The sleeves are 30 cm (7.9") long, and the bottom is 360 cm (141.7") in circumference. The armhole is 58 cm (22.8") around, while the neck is 70.5 cm around. The waist measurement is 98.5 cm (38.8"). There is a 4.5 cm (1.77") slit in the front, with two pairs of edged eyelet holes. Both the neck and the bottom edge are turned back and sewn with a row of backstitches. The raw edge is overcast. The sleeve ends are simple turned over.
The material is full and heavy and well made. The weaving is "four-shaft" (i.e. 2/2) , with the weft so firmly worked that the warp is no longer visible.

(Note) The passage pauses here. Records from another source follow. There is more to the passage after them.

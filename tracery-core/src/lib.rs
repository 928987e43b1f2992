pub mod collaborator;
pub mod config;
pub mod db;
pub mod error;
pub mod ipc;
pub mod models;

pub use collaborator::{
    ask, create_collaborator, decode_response, ClientConfig, Collaborator, CollaboratorError,
    DisabledCollaborator, HttpCollaborator,
};
pub use config::TraceryConfig;
pub use error::{SessionError, TraceryError};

Maggie Forest made a separate examination of the materials of H33, H38, H39, H43, H45, H61, H65 and had the following to say:
The fabric is invariably 2/2 twill. The threads are less than a mm thick, the fabric wasn't fulled. The result is a slightly open weave, which would have held warmth like a modern knitted sweater. The gap between each thread would be about 1/3-1/2 mm - noticeable. The warp is spun with kemp hairs included for strength, the weft is just the soft under coat, and so the fabrics have a distinctive almost tweed-like appearance. The open weave and the twill weave would have made these fabrics drape like dreams. Despite the fact that they weren't terribly tight-fitted (although I have a thought on that too) they would have looked it, because the fabric would have clung quite closely.
The seams are just amazingly fine. They're done from the same thread as the fabric is woven from, and stitches are frequently only about 1mm long. There are places where Nörlund states that there is no hem, only a fold-over, but in fact there is a seam there, it's just so fine you need to look under the microscope. Leaning back, you can just see a shadow line from the seams, but the stitches are minute.
[The Greenlanders] used a stitch now known as priksom for a top stitch. It is a running stitch, but it goes through the fabric diagonally and ends up looking totally like a modern machine seam, with each stitch butting close to the next..
The tablet woven edge that is extant in the London material also appears in the Greenland material. A couple of the hoods have a quite wide edge, about 1.5 cm wide, done in this way, which gives a really distinctive looking edge with wide stitches on the back. Very tidy.
[Forest agrees with Robin Netherton's assertion that the Nörlund's pattern diagrams are flawed.] They really look nothing like it. This may be because he drew the diagrams before the first conservation, but for example, there really aren't those curves in the 39 gown.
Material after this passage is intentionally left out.